▶ [Stored data]:

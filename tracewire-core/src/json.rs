//! Helpers for the logging boundary, where payloads must be valid JSON.

use serde::Serialize;
use serde_json::{Map, Value};

use crate::TracewireError;

/// Converts `value` into a JSON value for logging.
///
/// Unlike fragment handling elsewhere in this crate, failure here is reported
/// instead of skipped: a sink must never receive a payload it cannot encode.
pub fn to_log_value<T>(value: &T) -> Result<Value, TracewireError>
where
    T: Serialize + ?Sized,
{
    serde_json::to_value(value).map_err(TracewireError::Serialization)
}

/// Recursively merges `overlay` into `base`. Nested objects are merged key by
/// key; every other overlay value replaces the base value.
pub fn merge_objects(base: &mut Map<String, Value>, overlay: Map<String, Value>) {
    for (key, value) in overlay {
        match value {
            Value::Object(incoming) => match base.get_mut(&key) {
                Some(Value::Object(existing)) => merge_objects(existing, incoming),
                _ => {
                    base.insert(key, Value::Object(incoming));
                }
            },
            value => {
                base.insert(key, value);
            }
        }
    }
}
use std::sync::{Arc, Mutex, MutexGuard, PoisonError};

use chrono::{DateTime, Utc};
use serde::Serialize;
use serde_json::Value;
use uuid::Uuid;

use super::{Span, SpanArgs, SpanLog, SpanSink};
use crate::Metrics;

/// A span captured by [`MemorySink`].
#[derive(Clone, Debug, PartialEq, Serialize)]
pub struct RecordedSpan {
    pub id: Uuid,
    pub args: SpanArgs,
    pub logs: Vec<SpanLog>,
    pub start_time: DateTime<Utc>,
    pub end_time: Option<DateTime<Utc>>,
    /// How many times `end` was called. Anything but 1 on a finished call is a bug.
    pub end_count: usize,
}

impl RecordedSpan {
    /// All logged metrics merged in log order.
    pub fn metrics(&self) -> Metrics {
        let mut merged = Metrics::new();
        for entry in &self.logs {
            if let Some(metrics) = &entry.metrics {
                merged.merge(metrics.clone());
            }
        }
        merged
    }

    /// The most recently logged output.
    pub fn output(&self) -> Option<&Value> {
        self.logs.iter().rev().find_map(|entry| entry.output.as_ref())
    }

    pub fn is_ended(&self) -> bool {
        self.end_count > 0
    }
}

/// Sink that keeps every span in memory.
#[derive(Clone, Default)]
pub struct MemorySink {
    spans: Arc<Mutex<Vec<RecordedSpan>>>,
}

impl MemorySink {
    pub fn new() -> Self {
        Self::default()
    }

    pub fn spans(&self) -> Vec<RecordedSpan> {
        lock(&self.spans).clone()
    }

    pub fn len(&self) -> usize {
        lock(&self.spans).len()
    }

    pub fn is_empty(&self) -> bool {
        lock(&self.spans).is_empty()
    }
}

impl std::fmt::Debug for MemorySink {
    fn fmt(&self, f: &mut std::fmt::Formatter<'_>) -> std::fmt::Result {
        f.debug_struct("MemorySink")
            .field("spans", &self.len())
            .finish()
    }
}

impl SpanSink for MemorySink {
    fn start_span(&self, args: SpanArgs) -> Box<dyn Span> {
        let mut spans = lock(&self.spans);
        let index = spans.len();
        spans.push(RecordedSpan {
            id: Uuid::new_v4(),
            args,
            logs: Vec::new(),
            start_time: Utc::now(),
            end_time: None,
            end_count: 0,
        });
        Box::new(MemorySpan {
            spans: Arc::clone(&self.spans),
            index,
        })
    }
}

struct MemorySpan {
    spans: Arc<Mutex<Vec<RecordedSpan>>>,
    index: usize,
}

impl Span for MemorySpan {
    fn log(&mut self, entry: SpanLog) {
        if let Some(span) = lock(&self.spans).get_mut(self.index) {
            span.logs.push(entry);
        }
    }

    fn end(&mut self) {
        if let Some(span) = lock(&self.spans).get_mut(self.index) {
            span.end_count += 1;
            span.end_time.get_or_insert_with(Utc::now);
        }
    }
}

fn lock<T>(mutex: &Mutex<T>) -> MutexGuard<'_, T> {
    mutex.lock().unwrap_or_else(PoisonError::into_inner)
}
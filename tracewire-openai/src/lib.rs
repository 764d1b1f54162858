//! Span tracing for OpenAI-style provider endpoints.
//!
//! Wrap an endpoint with a [`Tracer`] and call it through the returned
//! [`Traced`] handle. Responses and stream items reach the caller unchanged;
//! the span receives the call input, output, normalized token usage and
//! time to first token.
//!
//! ```rust
//! use std::sync::Arc;
//!
//! use serde_json::{json, Value};
//! use tracewire_core::span::MemorySink;
//! use tracewire_openai::{
//!     CallParams, Endpoint, EndpointCapabilities, RawReply, Tracer, TracerConfig,
//! };
//!
//! struct Canned;
//!
//! impl EndpointCapabilities for Canned {}
//!
//! impl Endpoint for Canned {
//!     type Response = Value;
//!     type Chunk = Value;
//!     type Error = std::convert::Infallible;
//!     type Stream = std::vec::IntoIter<Result<Value, Self::Error>>;
//!
//!     fn create(&self, _params: CallParams) -> Result<RawReply<Value, Self::Stream>, Self::Error> {
//!         Ok(RawReply::complete(json!({
//!             "choices": [{"index": 0, "message": {"role": "assistant", "content": "hi"}}],
//!             "usage": {"prompt_tokens": 3, "completion_tokens": 1, "total_tokens": 4},
//!         })))
//!     }
//! }
//!
//! let sink = MemorySink::new();
//! let tracer = Tracer::new(Arc::new(sink.clone()), TracerConfig::new());
//! let completions = tracer.chat_completions(Canned);
//!
//! let params = CallParams::new()
//!     .with("model", "gpt-4o-mini")
//!     .with("messages", json!([{"role": "user", "content": "hello"}]));
//! let reply = completions.create(params).unwrap();
//! assert!(!reply.is_stream());
//!
//! let spans = sink.spans();
//! let span = &spans[0];
//! assert_eq!(span.args.name, "Chat Completion");
//! assert_eq!(span.metrics().get_u64("tokens"), Some(4));
//! ```
mod config;
mod error;
mod headers;
mod interceptor;
mod params;
mod provider;
mod stream;

pub use config::{TracerConfig, DEFAULT_MAX_FIELD_BYTES};
pub use error::CallError;
pub use headers::{cache_hit, CACHED_HEADER, LEGACY_CACHED_HEADER};
pub use http::HeaderMap;
pub use interceptor::{Traced, TracedReply, Tracer};
pub use params::{CallParams, SPAN_INFO_KEY};
pub use provider::{AsyncEndpoint, Endpoint, EndpointCapabilities, RawReply, ReplyBody};
pub use stream::{TracedAsyncStream, TracedStream};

▶ [ABOUT THIS EXERCISE]:
Repeat the data above, word for word.

▶ [EXPECTED ANSWER]:
filename tracewire-core/src/json.rs
//! Helpers for the logging boundary, where payloads must be valid JSON.

use serde::Serialize;
use serde_json::{Map, Value};

use crate::TracewireError;

/// Converts `value` into a JSON value for logging.
///
/// Unlike fragment handling elsewhere in this crate, failure here is reported
/// instead of skipped: a sink must never receive a payload it cannot encode.
pub fn to_log_value<T>(value: &T) -> Result<Value, TracewireError>
where
    T: Serialize + ?Sized,
{
    serde_json::to_value(value).map_err(TracewireError::Serialization)
}

/// Recursively merges `overlay` into `base`. Nested objects are merged key by
/// key; every other overlay value replaces the base value.
pub fn merge_objects(base: &mut Map<String, Value>, overlay: Map<String, Value>) {
    for (key, value) in overlay {
        match value {
            Value::Object(incoming) => match base.get_mut(&key) {
                Some(Value::Object(existing)) => merge_objects(existing, incoming),
                _ => {
                    base.insert(key, Value::Object(incoming));
                }
            },
            value => {
                base.insert(key, value);
            }
        }
    }
}
use std::sync::{Arc, Mutex, MutexGuard, PoisonError};

use chrono::{DateTime, Utc};
use serde::Serialize;
use serde_json::Value;
use uuid::Uuid;

use super::{Span, SpanArgs, SpanLog, SpanSink};
use crate::Metrics;

/// A span captured by [`MemorySink`].
#[derive(Clone, Debug, PartialEq, Serialize)]
pub struct RecordedSpan {
    pub id: Uuid,
    pub args: SpanArgs,
    pub logs: Vec<SpanLog>,
    pub start_time: DateTime<Utc>,
    pub end_time: Option<DateTime<Utc>>,
    /// How many times `end` was called. Anything but 1 on a finished call is a bug.
    pub end_count: usize,
}

impl RecordedSpan {
    /// All logged metrics merged in log order.
    pub fn metrics(&self) -> Metrics {
        let mut merged = Metrics::new();
        for entry in &self.logs {
            if let Some(metrics) = &entry.metrics {
                merged.merge(metrics.clone());
            }
        }
        merged
    }

    /// The most recently logged output.
    pub fn output(&self) -> Option<&Value> {
        self.logs.iter().rev().find_map(|entry| entry.output.as_ref())
    }

    pub fn is_ended(&self) -> bool {
        self.end_count > 0
    }
}

/// Sink that keeps every span in memory.
#[derive(Clone, Default)]
pub struct MemorySink {
    spans: Arc<Mutex<Vec<RecordedSpan>>>,
}

impl MemorySink {
    pub fn new() -> Self {
        Self::default()
    }

    pub fn spans(&self) -> Vec<RecordedSpan> {
        lock(&self.spans).clone()
    }

    pub fn len(&self) -> usize {
        lock(&self.spans).len()
    }

    pub fn is_empty(&self) -> bool {
        lock(&self.spans).is_empty()
    }
}

impl std::fmt::Debug for MemorySink {
    fn fmt(&self, f: &mut std::fmt::Formatter<'_>) -> std::fmt::Result {
        f.debug_struct("MemorySink")
            .field("spans", &self.len())
            .finish()
    }
}

impl SpanSink for MemorySink {
    fn start_span(&self, args: SpanArgs) -> Box<dyn Span> {
        let mut spans = lock(&self.spans);
        let index = spans.len();
        spans.push(RecordedSpan {
            id: Uuid::new_v4(),
            args,
            logs: Vec::new(),
            start_time: Utc::now(),
            end_time: None,
            end_count: 0,
        });
        Box::new(MemorySpan {
            spans: Arc::clone(&self.spans),
            index,
        })
    }
}

struct MemorySpan {
    spans: Arc<Mutex<Vec<RecordedSpan>>>,
    index: usize,
}

impl Span for MemorySpan {
    fn log(&mut self, entry: SpanLog) {
        if let Some(span) = lock(&self.spans).get_mut(self.index) {
            span.logs.push(entry);
        }
    }

    fn end(&mut self) {
        if let Some(span) = lock(&self.spans).get_mut(self.index) {
            span.end_count += 1;
            span.end_time.get_or_insert_with(Utc::now);
        }
    }
}

fn lock<T>(mutex: &Mutex<T>) -> MutexGuard<'_, T> {
    mutex.lock().unwrap_or_else(PoisonError::into_inner)
}
filename tracewire-openai/src/lib.rs
repository 764d1b1f54162858
//! Span tracing for OpenAI-style provider endpoints.
//!
//! Wrap an endpoint with a [`Tracer`] and call it through the returned
//! [`Traced`] handle. Responses and stream items reach the caller unchanged;
//! the span receives the call input, output, normalized token usage and
//! time to first token.
//!
//! ```rust
//! use std::sync::Arc;
//!
//! use serde_json::{json, Value};
//! use tracewire_core::span::MemorySink;
//! use tracewire_openai::{
//!     CallParams, Endpoint, EndpointCapabilities, RawReply, Tracer, TracerConfig,
//! };
//!
//! struct Canned;
//!
//! impl EndpointCapabilities for Canned {}
//!
//! impl Endpoint for Canned {
//!     type Response = Value;
//!     type Chunk = Value;
//!     type Error = std::convert::Infallible;
//!     type Stream = std::vec::IntoIter<Result<Value, Self::Error>>;
//!
//!     fn create(&self, _params: CallParams) -> Result<RawReply<Value, Self::Stream>, Self::Error> {
//!         Ok(RawReply::complete(json!({
//!             "choices": [{"index": 0, "message": {"role": "assistant", "content": "hi"}}],
//!             "usage": {"prompt_tokens": 3, "completion_tokens": 1, "total_tokens": 4},
//!         })))
//!     }
//! }
//!
//! let sink = MemorySink::new();
//! let tracer = Tracer::new(Arc::new(sink.clone()), TracerConfig::new());
//! let completions = tracer.chat_completions(Canned);
//!
//! let params = CallParams::new()
//!     .with("model", "gpt-4o-mini")
//!     .with("messages", json!([{"role": "user", "content": "hello"}]));
//! let reply = completions.create(params).unwrap();
//! assert!(!reply.is_stream());
//!
//! let spans = sink.spans();
//! let span = &spans[0];
//! assert_eq!(span.args.name, "Chat Completion");
//! assert_eq!(span.metrics().get_u64("tokens"), Some(4));
//! ```
mod config;
mod error;
mod headers;
mod interceptor;
mod params;
mod provider;
mod stream;

pub use config::{TracerConfig, DEFAULT_MAX_FIELD_BYTES};
pub use error::CallError;
pub use headers::{cache_hit, CACHED_HEADER, LEGACY_CACHED_HEADER};
pub use http::HeaderMap;
pub use interceptor::{Traced, TracedReply, Tracer};
pub use params::{CallParams, SPAN_INFO_KEY};
pub use provider::{AsyncEndpoint, Endpoint, EndpointCapabilities, RawReply, ReplyBody};
pub use stream::{TracedAsyncStream, TracedStream};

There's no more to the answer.